#### Aim of the task
Every line below that has the string "Broad" adds one to the count. Give that count by itself.

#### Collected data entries
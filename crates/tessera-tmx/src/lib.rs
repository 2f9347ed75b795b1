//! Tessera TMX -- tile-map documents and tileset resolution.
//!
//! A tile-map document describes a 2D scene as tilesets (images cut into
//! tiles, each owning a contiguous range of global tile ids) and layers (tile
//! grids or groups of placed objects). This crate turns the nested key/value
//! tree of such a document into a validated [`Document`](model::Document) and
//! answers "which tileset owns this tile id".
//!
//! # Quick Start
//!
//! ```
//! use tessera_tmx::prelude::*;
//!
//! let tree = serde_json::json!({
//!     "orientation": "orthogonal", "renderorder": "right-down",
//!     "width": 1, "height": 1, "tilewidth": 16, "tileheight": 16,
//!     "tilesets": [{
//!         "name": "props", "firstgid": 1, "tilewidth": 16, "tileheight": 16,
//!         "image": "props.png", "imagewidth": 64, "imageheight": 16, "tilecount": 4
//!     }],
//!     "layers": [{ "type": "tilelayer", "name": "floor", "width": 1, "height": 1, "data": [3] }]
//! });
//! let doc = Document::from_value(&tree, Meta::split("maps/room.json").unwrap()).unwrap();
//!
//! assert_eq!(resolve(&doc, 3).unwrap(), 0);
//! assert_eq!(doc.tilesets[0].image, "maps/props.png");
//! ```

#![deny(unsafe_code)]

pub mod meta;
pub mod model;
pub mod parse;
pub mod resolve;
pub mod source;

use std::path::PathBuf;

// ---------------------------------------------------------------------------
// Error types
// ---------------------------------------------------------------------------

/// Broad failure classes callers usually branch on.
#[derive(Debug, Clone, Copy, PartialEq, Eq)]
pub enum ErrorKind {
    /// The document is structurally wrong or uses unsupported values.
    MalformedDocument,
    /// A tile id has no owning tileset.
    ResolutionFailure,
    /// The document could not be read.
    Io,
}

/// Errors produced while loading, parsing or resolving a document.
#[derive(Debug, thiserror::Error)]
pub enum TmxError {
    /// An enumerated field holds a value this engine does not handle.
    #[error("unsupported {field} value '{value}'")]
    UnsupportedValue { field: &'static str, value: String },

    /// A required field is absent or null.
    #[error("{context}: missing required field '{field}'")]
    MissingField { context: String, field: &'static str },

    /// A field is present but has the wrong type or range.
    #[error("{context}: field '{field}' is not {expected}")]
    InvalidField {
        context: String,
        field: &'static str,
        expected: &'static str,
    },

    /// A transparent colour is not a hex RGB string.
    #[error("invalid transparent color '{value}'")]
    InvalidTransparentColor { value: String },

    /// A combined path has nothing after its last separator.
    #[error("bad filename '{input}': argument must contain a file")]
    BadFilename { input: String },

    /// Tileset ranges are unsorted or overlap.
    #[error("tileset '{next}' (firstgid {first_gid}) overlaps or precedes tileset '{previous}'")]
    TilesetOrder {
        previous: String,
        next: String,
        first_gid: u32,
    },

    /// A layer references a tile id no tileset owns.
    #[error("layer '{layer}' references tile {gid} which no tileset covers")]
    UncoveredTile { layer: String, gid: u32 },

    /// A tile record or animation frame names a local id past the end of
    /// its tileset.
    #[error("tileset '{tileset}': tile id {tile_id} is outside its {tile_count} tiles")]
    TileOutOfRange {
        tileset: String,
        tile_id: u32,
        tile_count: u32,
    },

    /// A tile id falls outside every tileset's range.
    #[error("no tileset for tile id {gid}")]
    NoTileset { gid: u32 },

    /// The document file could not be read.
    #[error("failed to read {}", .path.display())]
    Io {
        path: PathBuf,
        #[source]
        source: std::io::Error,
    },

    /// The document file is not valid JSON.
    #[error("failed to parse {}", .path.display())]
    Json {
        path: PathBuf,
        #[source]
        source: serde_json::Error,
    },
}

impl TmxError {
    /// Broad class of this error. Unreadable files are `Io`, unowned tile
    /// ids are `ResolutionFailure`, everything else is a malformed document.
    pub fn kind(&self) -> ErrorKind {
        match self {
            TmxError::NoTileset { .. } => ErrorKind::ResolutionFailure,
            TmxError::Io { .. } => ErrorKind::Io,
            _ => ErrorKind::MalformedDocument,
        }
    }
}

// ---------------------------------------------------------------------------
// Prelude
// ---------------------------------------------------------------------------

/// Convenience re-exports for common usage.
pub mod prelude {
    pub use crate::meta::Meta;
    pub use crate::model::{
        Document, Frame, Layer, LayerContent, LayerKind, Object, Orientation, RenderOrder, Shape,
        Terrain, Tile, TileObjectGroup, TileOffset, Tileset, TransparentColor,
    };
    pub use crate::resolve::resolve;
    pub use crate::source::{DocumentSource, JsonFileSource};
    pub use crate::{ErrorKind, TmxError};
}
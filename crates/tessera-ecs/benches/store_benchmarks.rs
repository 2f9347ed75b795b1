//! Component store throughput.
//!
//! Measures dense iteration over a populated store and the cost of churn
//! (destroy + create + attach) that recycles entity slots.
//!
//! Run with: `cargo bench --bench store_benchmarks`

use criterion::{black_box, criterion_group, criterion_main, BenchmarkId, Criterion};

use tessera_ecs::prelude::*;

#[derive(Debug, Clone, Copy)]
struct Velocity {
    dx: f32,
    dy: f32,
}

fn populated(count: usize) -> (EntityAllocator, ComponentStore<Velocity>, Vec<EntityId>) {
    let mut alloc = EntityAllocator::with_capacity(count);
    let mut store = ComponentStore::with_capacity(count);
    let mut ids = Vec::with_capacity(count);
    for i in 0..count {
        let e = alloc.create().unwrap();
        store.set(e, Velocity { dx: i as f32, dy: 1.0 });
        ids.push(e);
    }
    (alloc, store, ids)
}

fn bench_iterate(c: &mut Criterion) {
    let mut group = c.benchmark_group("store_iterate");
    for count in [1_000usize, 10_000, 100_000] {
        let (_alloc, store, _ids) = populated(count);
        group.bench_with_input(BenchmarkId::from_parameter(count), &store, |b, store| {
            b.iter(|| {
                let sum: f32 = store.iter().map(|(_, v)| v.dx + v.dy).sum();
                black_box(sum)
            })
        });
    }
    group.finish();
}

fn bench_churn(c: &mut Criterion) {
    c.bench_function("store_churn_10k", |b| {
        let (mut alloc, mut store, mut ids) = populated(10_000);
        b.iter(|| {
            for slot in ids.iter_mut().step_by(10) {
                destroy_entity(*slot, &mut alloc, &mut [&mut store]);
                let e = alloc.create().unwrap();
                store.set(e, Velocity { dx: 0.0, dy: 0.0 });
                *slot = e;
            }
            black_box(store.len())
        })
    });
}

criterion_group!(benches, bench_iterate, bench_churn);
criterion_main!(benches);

#### Response to the task
2